Work instructions> Retype exactly the lines that run from the start of the data to the line holding "pub const QUESTIONS_FILE: &str", including both, and only those.

---*---

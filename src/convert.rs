//! Top-level entry points.
//!
//! [`generate_mindmap`] runs the whole pipeline; the stage functions
//! ([`extract_text`], [`generate_outline`], [`render_mindmap`],
//! [`generate_questions`]) let hosts drive it step by step, e.g. to show the
//! mind-map first and generate questions only when asked.

use crate::config::PipelineConfig;
use crate::error::MindmapError;
use crate::output::{ExtractedText, OutlineDocument, PipelineOutput, QuestionList};
use crate::pipeline::mindmap::{render_mindmap_html, MarkmapOptions};
use crate::pipeline::{extract, input, llm, outline, questions};
use crate::progress::Stage;
use std::io::Write;
use std::path::{Path, PathBuf};
use std::time::Instant;
use tracing::info;

/// File name of the mind-map HTML artifact.
pub const MINDMAP_HTML_FILE: &str = "interactive_mindmap.html";
/// File name of the raw markdown artifact.
pub const MINDMAP_MARKDOWN_FILE: &str = "mindmap.md";
/// File name of the questions artifact.
pub const QUESTIONS_FILE: &str = "questions.md";

/// Extract text from a PDF file path or HTTP/HTTPS URL.
///
/// Does not require an API key.
pub async fn extract_text(
    input_str: impl AsRef<str>,
    config: &PipelineConfig,
) -> Result<ExtractedText, MindmapError> {
    let resolved = input::resolve_input(input_str.as_ref(), config.download_timeout_secs).await?;
    extract::extract_path(resolved.path(), config).await
}

/// Extract text from PDF bytes held in memory.
///
/// The bytes are written to a temporary file that is deleted when this
/// function returns, whether extraction succeeded or not.
pub async fn extract_text_from_bytes(
    bytes: &[u8],
    config: &PipelineConfig,
) -> Result<ExtractedText, MindmapError> {
    let resolved = input::persist_bytes(bytes)?;
    extract::extract_path(resolved.path(), config).await
}

/// Generate the markdown outline for already-extracted text.
pub async fn generate_outline(
    text: &ExtractedText,
    config: &PipelineConfig,
) -> Result<OutlineDocument, MindmapError> {
    let client = llm::resolve_client(config)?;
    outline::generate_outline(
        client.as_ref(),
        &text.text,
        config.outline_char_limit,
        config.progress_callback.as_ref(),
    )
    .await
}

/// Generate comprehension questions for already-extracted text.
pub async fn generate_questions(
    text: &ExtractedText,
    config: &PipelineConfig,
) -> Result<QuestionList, MindmapError> {
    let client = llm::resolve_client(config)?;
    questions::generate_questions(
        client.as_ref(),
        &text.text,
        config.question_char_limit,
        config.progress_callback.as_ref(),
    )
    .await
}

/// Render an outline into the mind-map HTML document.
pub fn render_mindmap(outline: &OutlineDocument, config: &PipelineConfig) -> String {
    if let Some(ref cb) = config.progress_callback {
        cb.on_stage_start(Stage::Render);
    }
    let html = render_mindmap_html(&outline.markdown, &MarkmapOptions::default(), config.embed_mode);
    if let Some(ref cb) = config.progress_callback {
        cb.on_stage_complete(Stage::Render, html.len());
    }
    html
}

/// Run the full pipeline on a PDF file path or HTTP/HTTPS URL.
///
/// The inference client is resolved before any extraction work, so a
/// missing credential fails immediately with
/// [`MindmapError::ConfigurationMissing`].
pub async fn generate_mindmap(
    input_str: impl AsRef<str>,
    config: &PipelineConfig,
) -> Result<PipelineOutput, MindmapError> {
    let input_str = input_str.as_ref();
    info!("Starting mindmap generation: {}", input_str);

    let client = llm::resolve_client(config)?;
    let resolved = input::resolve_input(input_str, config.download_timeout_secs).await?;
    run(resolved.path(), client.as_ref(), config).await
}

/// Run the full pipeline on PDF bytes held in memory.
pub async fn generate_mindmap_from_bytes(
    bytes: &[u8],
    config: &PipelineConfig,
) -> Result<PipelineOutput, MindmapError> {
    let client = llm::resolve_client(config)?;
    let resolved = input::persist_bytes(bytes)?;
    run(resolved.path(), client.as_ref(), config).await
}

/// Synchronous wrapper around [`generate_mindmap`].
///
/// Creates a temporary tokio runtime internally.
pub fn generate_mindmap_sync(
    input_str: impl AsRef<str>,
    config: &PipelineConfig,
) -> Result<PipelineOutput, MindmapError> {
    tokio::runtime::Runtime::new()
        .map_err(|e| MindmapError::Internal(format!("Failed to create tokio runtime: {}", e)))?
        .block_on(generate_mindmap(input_str, config))
}

async fn run(
    pdf_path: &Path,
    client: &dyn llm::InferenceClient,
    config: &PipelineConfig,
) -> Result<PipelineOutput, MindmapError> {
    let start = Instant::now();
    let progress = config.progress_callback.as_ref();

    let extracted = extract::extract_path(pdf_path, config).await?;
    let outline = outline::generate_outline(
        client,
        &extracted.text,
        config.outline_char_limit,
        progress,
    )
    .await?;
    let html = render_mindmap(&outline, config);

    let questions = if config.generate_questions {
        Some(
            questions::generate_questions(
                client,
                &extracted.text,
                config.question_char_limit,
                progress,
            )
            .await?,
        )
    } else {
        None
    };

    info!(
        "Pipeline complete: {} chars extracted via {:?}, {} headings, {}ms",
        extracted.char_count(),
        extracted.method,
        outline.headings().len(),
        start.elapsed().as_millis()
    );

    Ok(PipelineOutput {
        extracted,
        outline,
        html,
        questions,
    })
}

/// Paths of the artifacts written by [`write_artifacts`].
#[derive(Debug, Clone, PartialEq, Eq)]
pub struct ArtifactPaths {
    pub html: PathBuf,
    pub markdown: PathBuf,
    pub questions: Option<PathBuf>,
}

/// Write the mind-map HTML, the markdown and (if present) the questions
/// into `dir`.
///
/// Each file is written to a temporary sibling and renamed into place, so a
/// failure never leaves a half-written artifact behind.
pub async fn write_artifacts(
    output: &PipelineOutput,
    dir: impl AsRef<Path>,
) -> Result<ArtifactPaths, MindmapError> {
    let dir = dir.as_ref();
    tokio::fs::create_dir_all(dir)
        .await
        .map_err(|e| MindmapError::OutputWriteFailed {
            path: dir.to_path_buf(),
            source: e,
        })?;

    let html = dir.join(MINDMAP_HTML_FILE);
    write_atomic(&html, output.html.as_bytes())?;

    let markdown = dir.join(MINDMAP_MARKDOWN_FILE);
    write_atomic(&markdown, output.outline.markdown.as_bytes())?;

    let questions = match output.questions {
        Some(ref qs) => {
            let path = dir.join(QUESTIONS_FILE);
            write_atomic(&path, qs.to_markdown().as_bytes())?;
            Some(path)
        }
        None => None,
    };

    Ok(ArtifactPaths {
        html,
        markdown,
        questions,
    })
}

fn write_atomic(path: &Path, contents: &[u8]) -> Result<(), MindmapError> {
    let write_failed = |source: std::io::Error| MindmapError::OutputWriteFailed {
        path: path.to_path_buf(),
        source,
    };

    let dir = path
        .parent()
        .filter(|p| !p.as_os_str().is_empty())
        .unwrap_or_else(|| Path::new("."));
    // Deleted on drop unless persisted, so a failed write leaves nothing behind.
    let mut tmp = tempfile::Builder::new()
        .prefix(".pdf2mindmap-")
        .suffix(".tmp")
        .tempfile_in(dir)
        .map_err(write_failed)?;
    tmp.write_all(contents)
        .and_then(|_| tmp.flush())
        .map_err(write_failed)?;
    tmp.persist(path).map_err(|e| write_failed(e.error))?;
    Ok(())
}
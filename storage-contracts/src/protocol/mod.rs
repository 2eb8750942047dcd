// SPDX-License-Identifier: GPL-3.0-only

pub mod codec;
pub mod decode;
pub mod error;
pub mod message;
pub mod transport;
pub mod value;

pub use codec::{
    WireEntity, entity_list_to_value, optional_string_list_to_value, string_list_from_value,
    string_list_to_value,
};
pub use decode::DecodeError;
pub use error::{ErrorDomain, ErrorLevel, ErrorNumber, LsmError, PluginCode};
pub use message::{RemoteError, Request, Response};
pub use transport::{Transport, TransportError};
pub use value::{Value, ValueType};
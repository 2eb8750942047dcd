// SPDX-License-Identifier: GPL-3.0-only

//! Transport seam
//!
//! The byte-level transport and its framing live outside this crate; a
//! [`Connection`](crate::client::Connection) only ever talks to a boxed
//! [`Transport`].

use async_trait::async_trait;
use thiserror::Error;

use super::Value;

/// Failure raised by a transport while performing one request/response
#[derive(Debug, Clone, PartialEq, Eq, Error)]
pub enum TransportError {
    /// Encoding the request or decoding the reply failed mid-exchange
    #[error("serialization error: {0}")]
    Serialization(String),

    /// The plugin answered with an explicit error
    #[error("plugin error {code}: {message}")]
    Protocol {
        code: i32,
        message: String,
        data: Option<String>,
    },

    /// The plugin went away
    #[error("communication lost: {0}")]
    CommunicationLost(String),

    #[error("{0}")]
    Other(String),
}

impl From<serde_json::Error> for TransportError {
    fn from(err: serde_json::Error) -> Self {
        if err.is_io() || err.is_eof() {
            TransportError::CommunicationLost(err.to_string())
        } else {
            TransportError::Serialization(err.to_string())
        }
    }
}

#[async_trait]
pub trait Transport: Send {
    /// Send `method` with named `params` and wait for the plugin's reply
    async fn rpc(&mut self, method: &str, params: Value) -> Result<Value, TransportError>;

    /// Release the underlying channel
    async fn close(&mut self) {}
}
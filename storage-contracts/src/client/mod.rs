// SPDX-License-Identifier: GPL-3.0-only

//! Plugin client
//!
//! [`Connection`] exposes one async method per plugin operation. Each one
//! checks its arguments, marshals them, performs the call and interprets the
//! reply; failures come back as [`LsmError`] and are also kept on the
//! connection until the next operation starts.

mod access;
mod array;
pub mod config;
mod connection;
mod filesystems;
pub mod job;
mod nfs;
mod pools;
mod systems;
mod translate;
mod validate;
mod volumes;

pub use config::{ConfigError, ConnectConfig, DEFAULT_TIMEOUT_MS};
pub use connection::Connection;
pub use job::{JobFreeError, JobId, JobProgress, Submission};
pub use nfs::ExportRequest;
pub use systems::PluginInfo;
pub use validate::Handle;

use crate::protocol::LsmError;

pub type Result<T, E = LsmError> = std::result::Result<T, E>;
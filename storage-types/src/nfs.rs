// SPDX-License-Identifier: GPL-3.0-only

use serde::{Deserialize, Serialize};

/// An NFS export of a file system
#[derive(Debug, Clone, PartialEq, Eq, Serialize, Deserialize)]
pub struct NfsExport {
    /// Empty until the array assigns one on export
    pub id: String,
    pub fs_id: String,
    pub export_path: String,
    pub auth: String,
    pub root: Vec<String>,
    pub rw: Vec<String>,
    pub ro: Vec<String>,
    pub anonuid: u64,
    pub anongid: u64,
    pub options: String,
}

impl NfsExport {
    /// Anonymous uid/gid is not applicable to this export
    pub const ANON_UID_GID_NA: u64 = u64::MAX;

    /// Anonymous uid/gid could not be determined
    pub const ANON_UID_GID_ERROR: u64 = u64::MAX - 1;

    pub fn has_anon_uid(&self) -> bool {
        self.anonuid != Self::ANON_UID_GID_NA && self.anonuid != Self::ANON_UID_GID_ERROR
    }

    pub fn has_anon_gid(&self) -> bool {
        self.anongid != Self::ANON_UID_GID_NA && self.anongid != Self::ANON_UID_GID_ERROR
    }
}
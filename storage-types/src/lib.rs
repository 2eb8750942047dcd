// SPDX-License-Identifier: GPL-3.0-only

//! Entity models for storage array management
//!
//! These are the typed values a plugin hands back to the client: systems,
//! pools, volumes, disks, access groups, initiators, file systems, snapshots
//! and NFS exports, plus the closed enums and capability table that go with
//! them. Every numeric enum carries its wire code and rejects codes it does
//! not know about.
//!
//! The wire codec itself lives in `storage-contracts`; nothing here knows
//! about the transport.

mod common;

pub mod access;
pub mod capabilities;
pub mod disk;
pub mod filesystem;
pub mod flags;
pub mod job;
pub mod nfs;
pub mod pool;
pub mod system;
pub mod volume;

pub use access::{AccessGroup, Initiator, InitiatorType};
pub use capabilities::{
    CAPABILITY_TABLE_LEN, Capabilities, Capability, CapabilityParseError, CapabilityValue,
};
pub use common::{UnknownCode, bytes_to_pretty};
pub use disk::{Disk, DiskType};
pub use filesystem::{FileSystem, Snapshot};
pub use flags::Flags;
pub use job::JobStatus;
pub use nfs::NfsExport;
pub use pool::{MemberType, Pool, RaidType};
pub use system::System;
pub use volume::{AccessType, BlockRange, ProvisionType, ReplicationType, Volume};
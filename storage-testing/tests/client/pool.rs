// SPDX-License-Identifier: GPL-3.0-only

use storage_contracts::protocol::entity_list_to_value;
use storage_contracts::{ErrorNumber, Submission, Value, WireEntity};
use storage_testing::{ScriptedTransport, fixtures};
use storage_types::{Disk, Flags, MemberType, Pool, RaidType};

#[tokio::test]
async fn pool_list_decodes_every_pool() {
    let plugin = ScriptedTransport::new();
    let mut conn = fixtures::connect(&plugin).await.expect("connect");
    let second = Pool {
        id: "POO2".to_string(),
        name: "Pool 2".to_string(),
        ..fixtures::pool()
    };
    plugin.reply("pools", entity_list_to_value(&[fixtures::pool(), second.clone()]));

    let pools = conn.pool_list(Flags::NONE).await.expect("pools");

    assert_eq!(pools, vec![fixtures::pool(), second]);
}

#[tokio::test]
async fn one_bad_element_fails_the_whole_list() {
    let plugin = ScriptedTransport::new();
    let mut conn = fixtures::connect(&plugin).await.expect("connect");
    plugin.reply(
        "pools",
        Value::Array(vec![fixtures::pool().to_value(), fixtures::volume().to_value()]),
    );

    let err = conn.pool_list(Flags::NONE).await.expect_err("wrong class");

    assert_eq!(err.number, ErrorNumber::InternalError);
    assert_eq!(err.message, "Unexpected type");
}

#[tokio::test]
async fn pool_create_completes_inline() {
    let plugin = ScriptedTransport::new();
    let mut conn = fixtures::connect(&plugin).await.expect("connect");
    plugin.reply(
        "pool_create",
        Value::Array(vec![Value::Null, fixtures::pool().to_value()]),
    );

    let submission = conn
        .pool_create(
            &fixtures::system(),
            "Pool 1",
            1024 * 1024 * 1024,
            RaidType::Raid5,
            MemberType::DiskSas,
            Flags::NONE,
        )
        .await
        .expect("pool create");

    assert_eq!(submission, Submission::Completed(fixtures::pool()));
    let call = plugin.last_call().expect("call");
    assert_eq!(call.param("pool_name"), Some(&Value::from("Pool 1")));
    assert_eq!(call.param("raid_type"), Some(&Value::from(RaidType::Raid5.code())));
    assert_eq!(
        call.param("member_type"),
        Some(&Value::from(MemberType::DiskSas.code()))
    );
    assert_eq!(call.param("system"), Some(&fixtures::system().to_value()));
}

#[tokio::test]
async fn empty_disk_list_never_reaches_the_plugin() {
    let plugin = ScriptedTransport::new();
    let mut conn = fixtures::connect(&plugin).await.expect("connect");

    let err = conn
        .pool_create_from_disks(
            &fixtures::system(),
            "Pool 1",
            &[],
            RaidType::Raid1,
            Flags::NONE,
        )
        .await
        .expect_err("empty disks");

    assert_eq!(err.number, ErrorNumber::InvalidArgument);
    assert_eq!(plugin.methods(), vec!["startup"]);
    assert!(conn.last_error().is_none());
}

#[tokio::test]
async fn rejected_arguments_clear_an_earlier_error() {
    let plugin = ScriptedTransport::new();
    let mut conn = fixtures::connect(&plugin).await.expect("connect");
    plugin.fail_with_code("pools", 2, "plugin bug");

    conn.pool_list(Flags::NONE).await.expect_err("plugin failure");
    assert!(conn.last_error().is_some());

    let err = conn
        .pool_create(
            &fixtures::system(),
            "Pool 2",
            0,
            RaidType::Raid1,
            MemberType::DiskSas,
            Flags::NONE,
        )
        .await
        .expect_err("zero size");

    assert_eq!(err.number, ErrorNumber::InvalidArgument);
    assert!(conn.last_error().is_none());
    assert_eq!(plugin.methods(), vec!["startup", "pools"]);
}

#[tokio::test]
async fn pool_from_disks_sends_each_disk() {
    let plugin = ScriptedTransport::new();
    let mut conn = fixtures::connect(&plugin).await.expect("connect");
    let disks = vec![fixtures::disk("DISK-1"), fixtures::disk("DISK-2")];
    plugin.reply("pool_create_from_disks", "JOB-11");

    let submission = conn
        .pool_create_from_disks(
            &fixtures::system(),
            "Pool 1",
            &disks,
            RaidType::Raid1,
            Flags::NONE,
        )
        .await
        .expect("submit");

    assert_eq!(submission.job().map(|j| j.as_str()), Some("JOB-11"));
    assert_eq!(
        plugin.last_call().expect("call").param("disks"),
        Some(&entity_list_to_value(&disks))
    );
}

#[tokio::test]
async fn disk_without_id_is_an_invalid_argument() {
    let plugin = ScriptedTransport::new();
    let mut conn = fixtures::connect(&plugin).await.expect("connect");
    let orphan = Disk {
        id: String::new(),
        ..fixtures::disk("DISK-1")
    };

    let err = conn
        .pool_create_from_disks(
            &fixtures::system(),
            "Pool 1",
            &[orphan],
            RaidType::Raid1,
            Flags::NONE,
        )
        .await
        .expect_err("empty disk id");

    assert_eq!(err.number, ErrorNumber::InvalidArgument);
    assert_eq!(plugin.call_count(), 1);
}

#[tokio::test]
async fn empty_volume_list_never_reaches_the_plugin() {
    let plugin = ScriptedTransport::new();
    let mut conn = fixtures::connect(&plugin).await.expect("connect");

    let err = conn
        .pool_create_from_volumes(
            &fixtures::system(),
            "Pool 1",
            &[],
            RaidType::Raid0,
            Flags::NONE,
        )
        .await
        .expect_err("empty volumes");

    assert_eq!(err.number, ErrorNumber::InvalidArgument);
    assert_eq!(plugin.call_count(), 1);
}

#[tokio::test]
async fn pool_from_pool_and_delete() {
    let plugin = ScriptedTransport::new();
    let mut conn = fixtures::connect(&plugin).await.expect("connect");
    let child = Pool {
        id: "POO3".to_string(),
        name: "child".to_string(),
        ..fixtures::pool()
    };
    plugin
        .reply("pool_create_from_pool", child.to_value())
        .reply("pool_delete", Value::Null);

    let created = conn
        .pool_create_from_pool(
            &fixtures::system(),
            "child",
            &fixtures::pool(),
            1024 * 1024,
            Flags::NONE,
        )
        .await
        .expect("create")
        .completed()
        .expect("inline result");
    assert_eq!(created, child);

    let deleted = conn.pool_delete(&created, Flags::NONE).await.expect("delete");
    assert_eq!(deleted, Submission::Completed(()));
    plugin.verify().expect("script consumed");
}

#[tokio::test]
async fn reply_with_neither_job_nor_result_is_an_error() {
    let plugin = ScriptedTransport::new();
    let mut conn = fixtures::connect(&plugin).await.expect("connect");
    plugin.reply("pool_create", Value::Array(vec![Value::Null, Value::Null]));

    let err = conn
        .pool_create(
            &fixtures::system(),
            "Pool 1",
            4096,
            RaidType::Unknown,
            MemberType::Unknown,
            Flags::NONE,
        )
        .await
        .expect_err("empty reply");

    assert_eq!(err.number, ErrorNumber::InternalError);
}

#[tokio::test]
async fn raid4_pools_are_refused_before_any_call() {
    let plugin = ScriptedTransport::new();
    let mut conn = fixtures::connect(&plugin).await.expect("connect");

    let err = conn
        .pool_create(
            &fixtures::system(),
            "Pool 4",
            1024 * 1024 * 1024,
            RaidType::Raid4,
            MemberType::Disk,
            Flags::NONE,
        )
        .await
        .expect_err("raid 4 from size");
    assert_eq!(err.number, ErrorNumber::InvalidArgument);

    let err = conn
        .pool_create_from_disks(
            &fixtures::system(),
            "Pool 4",
            &[fixtures::disk("DISK-1"), fixtures::disk("DISK-2")],
            RaidType::Raid4,
            Flags::NONE,
        )
        .await
        .expect_err("raid 4 from disks");
    assert_eq!(err.number, ErrorNumber::InvalidArgument);

    let err = conn
        .pool_create_from_volumes(
            &fixtures::system(),
            "Pool 4",
            &[fixtures::volume()],
            RaidType::Raid4,
            Flags::NONE,
        )
        .await
        .expect_err("raid 4 from volumes");
    assert_eq!(err.number, ErrorNumber::InvalidArgument);

    assert_eq!(plugin.methods(), vec!["startup"]);
}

---*---

Response area>
filename src/convert.rs
//! Top-level entry points.
//!
//! [`generate_mindmap`] runs the whole pipeline; the stage functions
//! ([`extract_text`], [`generate_outline`], [`render_mindmap`],
//! [`generate_questions`]) let hosts drive it step by step, e.g. to show the
//! mind-map first and generate questions only when asked.

use crate::config::PipelineConfig;
use crate::error::MindmapError;
use crate::output::{ExtractedText, OutlineDocument, PipelineOutput, QuestionList};
use crate::pipeline::mindmap::{render_mindmap_html, MarkmapOptions};
use crate::pipeline::{extract, input, llm, outline, questions};
use crate::progress::Stage;
use std::io::Write;
use std::path::{Path, PathBuf};
use std::time::Instant;
use tracing::info;

/// File name of the mind-map HTML artifact.
pub const MINDMAP_HTML_FILE: &str = "interactive_mindmap.html";
/// File name of the raw markdown artifact.
pub const MINDMAP_MARKDOWN_FILE: &str = "mindmap.md";
/// File name of the questions artifact.
pub const QUESTIONS_FILE: &str = "questions.md";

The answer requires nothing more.